Calhoun também reconheceu que a Boeing precisa melhorar, mas defendeu a abordagem da empresa em relação à produção.

"Nos últimos anos, tivemos o cuidado de não pressionar o sistema muito rápido, e nunca hesitamos em diminuir a velocidade, interromper a produção ou parar as entregas para dedicar o tempo necessário para fazer as coisas certas", disse em janeiro.

Funcionários atuais e antigos da Boeing, a maioria dos quais falou sob condição de anonimato por não estarem autorizados a falar com repórteres e temendo retaliação, ofereceram exemplos de como a qualidade tem sofrido ao longo dos anos.

Muitos disseram que ainda respeitam a empresa e seus funcionários e querem que a Boeing tenha sucesso.

Um trabalhador da fábrica do 787 Dreamliner da Boeing em North Charleston, Carolina do Sul, descreveu ter visto inúmeros problemas em aviões em montagem, incluindo fiação sendo roteada incorretamente, aumentando o risco de que possam entrar em atrito, resultando em danos. Os funcionários às vezes faziam "inspector shopping", para encontrar alguém que aprovasse o trabalho, disse o funcionário.

Algumas das preocupações ecoaram acusações de lapsos de qualidade feitas por vários denunciantes na fábrica da Boeing na Carolina do Sul, que falaram ao Times em 2019.

Vários funcionários atuais e antigos na estados da Carolina do Sul e de Washington disseram que os mecânicos que constroem aviões eram autorizados, em alguns casos, a aprovar seu próprio trabalho. Essa "autoverificação" remove uma camada crucial de controle de qualidade, disseram eles.

A Boeing disse em comunicado na quarta-feira (27) que havia eliminado as autoinspeções na Carolina do Sul em 2021 e que a prática representava menos de 10% das inspeções em outros locais.

A empresa inspeciona cada avião antes da entrega para garantir que os feixes de fios estejam espaçados adequadamente, disse o comunicado, e não permite a prática de "inspector shopping".

Outro fator em jogo nos últimos anos é que os trabalhadores da Boeing têm menos experiência do que tinham antes da pandemia.

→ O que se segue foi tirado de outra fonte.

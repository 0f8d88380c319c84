/// quick start - quote an EMI and schedule a loan
use emi_ledger_rs::{EmiType, EventStore, InMemoryRepository, LoanEngine, Money, Rate};
use emi_ledger_rs::{SafeTimeProvider, TimeSource, Uuid};

fn main() -> Result<(), Box<dyn std::error::Error>> {
    let time = SafeTimeProvider::new(TimeSource::System);
    let engine = LoanEngine::new(InMemoryRepository::new(), EventStore::new(), &time);

    // quote before committing to anything
    let preview = engine.preview_schedule(
        Money::from_major(12_000),
        Rate::from_percentage(12),
        12,
        EmiType::ReducingBalance,
    )?;
    println!("emi: {}  total interest: {}", preview.monthly_emi, preview.total_interest);

    // create and activate the loan
    let loan = engine
        .loan_builder()
        .borrower(Uuid::new_v4())
        .principal(Money::from_major(12_000))
        .rate(Rate::from_percentage(12))
        .term_months(12)
        .build()?;
    let aggregate = engine.generate_schedule(loan)?;

    // pay the first installment
    let first = &aggregate.installments[0];
    engine.record_payment(first.id, first.total_due())?;

    println!("{}", engine.loan_summary(aggregate.id())?.to_json_pretty()?);

    Ok(())
}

Quando a pandemia começou, no início de 2020, as viagens aéreas despencaram, e muitos executivos da aviação acreditavam que levaria anos para que os passageiros retornassem em grande número.

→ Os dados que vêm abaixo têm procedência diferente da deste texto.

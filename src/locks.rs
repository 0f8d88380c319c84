use std::sync::Arc;

use dashmap::DashMap;
use parking_lot::Mutex;

use crate::types::LoanId;

/// One mutex per loan aggregate. Work on different loans runs in parallel;
/// work on the same loan is serialized. An entry lives only while some
/// caller holds or waits on it.
#[derive(Debug, Default)]
pub struct LoanLocks {
    locks: DashMap<LoanId, Arc<Mutex<()>>>,
}

impl LoanLocks {
    pub fn new() -> Self {
        Self::default()
    }

    fn lock_for(&self, loan_id: LoanId) -> Arc<Mutex<()>> {
        // clone out so the shard guard is released before blocking on the loan
        self.locks.entry(loan_id).or_default().clone()
    }

    /// run `f` while holding the loan's lock
    pub fn with_loan<T>(&self, loan_id: LoanId, f: impl FnOnce() -> T) -> T {
        let lock = self.lock_for(loan_id);
        let value = {
            let _guard = lock.lock();
            f()
        };
        drop(lock);
        // the map's own handle is the last one: nobody else is queued
        self.locks
            .remove_if(&loan_id, |_, held| Arc::strong_count(held) == 1);
        value
    }

    pub fn len(&self) -> usize {
        self.locks.len()
    }

    pub fn is_empty(&self) -> bool {
        self.locks.is_empty()
    }
}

A Boeing começou a cortar empregos e incentivou os trabalhadores a aceitarem rescisões ou se aposentarem mais cedo. A empresa acabou perdendo cerca de 19 mil funcionários —incluindo alguns com décadas de experiência.

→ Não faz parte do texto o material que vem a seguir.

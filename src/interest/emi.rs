use rust_decimal::{Decimal, MathematicalOps, RoundingStrategy};
use serde::{Deserialize, Serialize};
use tracing::debug;

use crate::decimal::{Money, Rate, MONEY_DP};
use crate::errors::{LedgerError, Result};
use crate::interest::{checked, simple_interest, validate_rate, validate_terms};
use crate::types::EmiType;

/// interest/principal split of one equal installment
#[derive(Debug, Clone, Copy, PartialEq, Eq, Serialize, Deserialize)]
pub struct EmiBreakdown {
    pub interest_component: Money,
    pub principal_component: Money,
}

impl EmiBreakdown {
    /// the installment does not even cover the month's interest
    pub fn is_underwater(&self) -> bool {
        self.principal_component.is_negative()
    }
}

/// EMI = P·r·(1+r)^N / ((1+r)^N − 1), r the monthly rate
pub fn reducing_balance_emi(principal: Money, annual_rate: Rate, term_months: u32) -> Result<Money> {
    validate_terms(principal, annual_rate, term_months)?;
    debug!(%principal, %annual_rate, term_months, "calculating reducing balance emi");

    let months = Decimal::from(term_months);
    if annual_rate.is_zero() {
        return Ok(Money::from_decimal(principal.as_decimal() / months));
    }

    let r = annual_rate.monthly_rate();
    let compound = checked((Decimal::ONE + r).checked_powu(term_months as u64), "emi compound factor")?;
    let numerator = checked(
        principal
            .as_decimal()
            .checked_mul(r)
            .and_then(|v| v.checked_mul(compound)),
        "emi numerator",
    )?;
    let denominator = compound - Decimal::ONE;
    let exact = checked(numerator.checked_div(denominator), "emi")?;

    let emi = Money::from_decimal(exact);
    // half-up can round a tiny-rate EMI below P/N; bump to the next cent instead
    if emi.as_decimal() * months < principal.as_decimal() {
        let ceiling = exact.round_dp_with_strategy(MONEY_DP, RoundingStrategy::AwayFromZero);
        return Ok(Money::from_decimal(ceiling));
    }
    Ok(emi)
}

/// EMI = (P + simple interest) / N
pub fn flat_rate_emi(principal: Money, annual_rate: Rate, term_months: u32) -> Result<Money> {
    debug!(%principal, %annual_rate, term_months, "calculating flat rate emi");
    let interest = simple_interest(principal, annual_rate, term_months)?;
    let total = principal + interest;
    Ok(total / Decimal::from(term_months))
}

/// total interest over the term: EMI × N − P
pub fn total_interest_reducing_balance(
    principal: Money,
    annual_rate: Rate,
    term_months: u32,
) -> Result<Money> {
    let emi = reducing_balance_emi(principal, annual_rate, term_months)?;
    Ok(emi * Decimal::from(term_months) - principal)
}

/// everything the borrower pays over the term under the given method
pub fn total_payable(
    principal: Money,
    annual_rate: Rate,
    term_months: u32,
    emi_type: EmiType,
) -> Result<Money> {
    let emi = match emi_type {
        EmiType::ReducingBalance => reducing_balance_emi(principal, annual_rate, term_months)?,
        EmiType::Flat => flat_rate_emi(principal, annual_rate, term_months)?,
    };
    Ok(emi * Decimal::from(term_months))
}

/// Split one installment into interest on the outstanding balance and the
/// remaining principal portion.
///
/// A negative principal component is returned as-is; callers decide whether
/// that is an error (see [`EmiBreakdown::is_underwater`]).
pub fn emi_breakdown(
    outstanding_principal: Money,
    annual_rate: Rate,
    emi_amount: Money,
) -> Result<EmiBreakdown> {
    if outstanding_principal.is_negative() {
        return Err(LedgerError::invalid_argument(format!(
            "outstanding principal must not be negative, got {outstanding_principal}"
        )));
    }
    validate_rate(annual_rate)?;
    if !emi_amount.is_positive() {
        return Err(LedgerError::invalid_argument(format!(
            "emi must be positive, got {emi_amount}"
        )));
    }

    let interest = checked(
        outstanding_principal
            .as_decimal()
            .checked_mul(annual_rate.monthly_rate()),
        "emi interest component",
    )?;
    let interest_component = Money::from_decimal(interest);

    Ok(EmiBreakdown {
        interest_component,
        principal_component: emi_amount - interest_component,
    })
}

#[cfg(test)]
mod tests {
    use super::*;
    use rust_decimal_macros::dec;

    #[test]
    fn test_reducing_balance_emi_reference_case() {
        let emi = reducing_balance_emi(Money::from_major(12_000), Rate::from_percentage(12), 12).unwrap();
        assert_eq!(emi.as_decimal(), dec!(1066.19));

        let interest =
            total_interest_reducing_balance(Money::from_major(12_000), Rate::from_percentage(12), 12).unwrap();
        assert_eq!(interest.as_decimal(), dec!(794.28));
    }

    #[test]
    fn test_reducing_balance_emi_long_term() {
        // 500k at 8.5% for 20 years
        let emi = reducing_balance_emi(Money::from_major(500_000), Rate::from_percent(dec!(8.5)), 240).unwrap();
        assert_eq!(emi.as_decimal(), dec!(4339.12));
    }

    #[test]
    fn test_zero_rate_emi_is_plain_division() {
        let emi = reducing_balance_emi(Money::from_major(12_000), Rate::ZERO, 12).unwrap();
        assert_eq!(emi, Money::from_major(1_000));

        let thirds = reducing_balance_emi(Money::from_major(1_000), Rate::ZERO, 3).unwrap();
        assert_eq!(thirds.as_decimal(), dec!(333.33));
    }

    #[test]
    fn test_emi_covers_principal_for_tiny_rates() {
        let principal = Money::from_major(1);
        let emi = reducing_balance_emi(principal, Rate::from_bps(1), 3).unwrap();
        assert!(emi * Decimal::from(3) >= principal);
    }

    #[test]
    fn test_flat_rate_emi() {
        // (12000 + 1440) / 12
        let emi = flat_rate_emi(Money::from_major(12_000), Rate::from_percentage(12), 12).unwrap();
        assert_eq!(emi, Money::from_major(1_120));
    }

    #[test]
    fn test_total_payable_by_method() {
        let principal = Money::from_major(12_000);
        let rate = Rate::from_percentage(12);
        let reducing = total_payable(principal, rate, 12, EmiType::ReducingBalance).unwrap();
        let flat = total_payable(principal, rate, 12, EmiType::Flat).unwrap();
        assert_eq!(reducing.as_decimal(), dec!(12794.28));
        assert_eq!(flat, Money::from_major(13_440));
        assert!(flat > reducing);
    }

    #[test]
    fn test_emi_breakdown_first_month() {
        let breakdown = emi_breakdown(
            Money::from_major(12_000),
            Rate::from_percentage(12),
            Money::from_str_exact("1066.19").unwrap(),
        )
        .unwrap();
        assert_eq!(breakdown.interest_component.as_decimal(), dec!(120.00));
        assert_eq!(breakdown.principal_component.as_decimal(), dec!(946.19));
        assert!(!breakdown.is_underwater());
    }

    #[test]
    fn test_emi_breakdown_underwater_is_reported() {
        let breakdown = emi_breakdown(
            Money::from_major(100_000),
            Rate::from_percentage(24),
            Money::from_major(1_000),
        )
        .unwrap();
        assert_eq!(breakdown.interest_component, Money::from_major(2_000));
        assert!(breakdown.is_underwater());
    }

    #[test]
    fn test_emi_rejects_bad_input() {
        assert!(reducing_balance_emi(Money::ZERO, Rate::from_percentage(5), 12).is_err());
        assert!(flat_rate_emi(Money::from_major(100), Rate::from_percentage(5), 0).is_err());
        assert!(emi_breakdown(Money::from_major(100), Rate::from_percentage(5), Money::ZERO).is_err());
    }
}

A Boeing emprega atualmente 171 mil pessoas, incluindo suas divisões de aviação comercial, defesa, serviços e outras. Esse número é cerca de 20% maior do que no final de 2020. Mas muitos novos trabalhadores são menos experientes, disseram funcionários atuais e antigos.

Um funcionário da Boeing que realizava inspeções de qualidade em Washington até o ano passado disse que a empresa nem sempre fornecia treinamento suficiente para os novos funcionários, às vezes deixando-os aprender habilidades cruciais com colegas mais experientes.

A Boeing disse que, desde 5 de janeiro, os funcionários pediram mais treinamento e que está trabalhando para atender a essas necessidades, adicionando treinamento nas fábricas neste mês.